Regressions are usually the result of having an insufficient testing framework. Reasonably well-written unit tests should catch unexpected problems with a given code change. In practice, however, testing every possible scenario is impractical, so even the best thought-out systems can still experience regressions.
The quickest route to solving a regression is to identify and reverse the change that introduced the problem. Once this is done, the change can be re-engineered and re-implemented so the desirable modification can go ahead without causing the problem.

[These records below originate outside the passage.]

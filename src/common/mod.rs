// src/common/mod.rs

// --- Declare all public modules within common ---
pub mod command;
pub mod crc;
pub mod error;
pub mod generation;
pub mod hal_traits;
pub mod reading;
pub mod response;
pub mod sample;
pub mod timestamp;
pub mod timing;

#[cfg(feature = "std")]
pub mod std_interface;

// --- Re-export key types/traits/functions for easier access ---

// From command.rs
pub use command::{CommandBuffer, ListArg, COMMAND_BUFFER_LEN};

// From crc.rs
pub use crc::{calculate_crc16, decode_crc_wire, encode_crc_wire, verify_packet_crc, verify_payload_crc};

// From error.rs
pub use error::RbrError;

// From generation.rs
pub use generation::{feature_available, Feature, FirmwareVersion, Generation, ListSeparator};

// From hal_traits.rs
pub use hal_traits::{InstrumentClock, InstrumentTransport};

// From reading.rs
pub use reading::{flagged_reading, reading_error, reading_flag, ReadingFlag};

// From response/mod.rs (and its sub-modules via its own `pub use`)
pub use response::{Message, MessageKind, ResponseParameter, ResponseParser, RESPONSE_BUFFER_LEN};

// From sample.rs
pub use sample::{parse_sample_line, Sample, MAX_CHANNELS};

// From timing.rs (constants - users can access via common::timing::*)

#[cfg(feature = "std")]
pub use std_interface::StdInterface;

A latent bug is a problem that has existed with your code from an early stage, but has only recently become apparent. This situation can occur if code was designed to execute in a given scenario, but that scenario was never previously encountered in practice. A change in environment, users behaving differently or new use cases being added may result in the surfacing of latent bugs. However, they can also come to light when no easily identifiable external change has been made, and there is simply a very specific set of inputs that haven’t previously been encountered (e.g. a certain country/credit card type combination for a user). Latent bugs can be distinguished from regressions as they usually do not appear as a result of a code change. They can be tricky to trace – and again we use a full range of methods to root them out.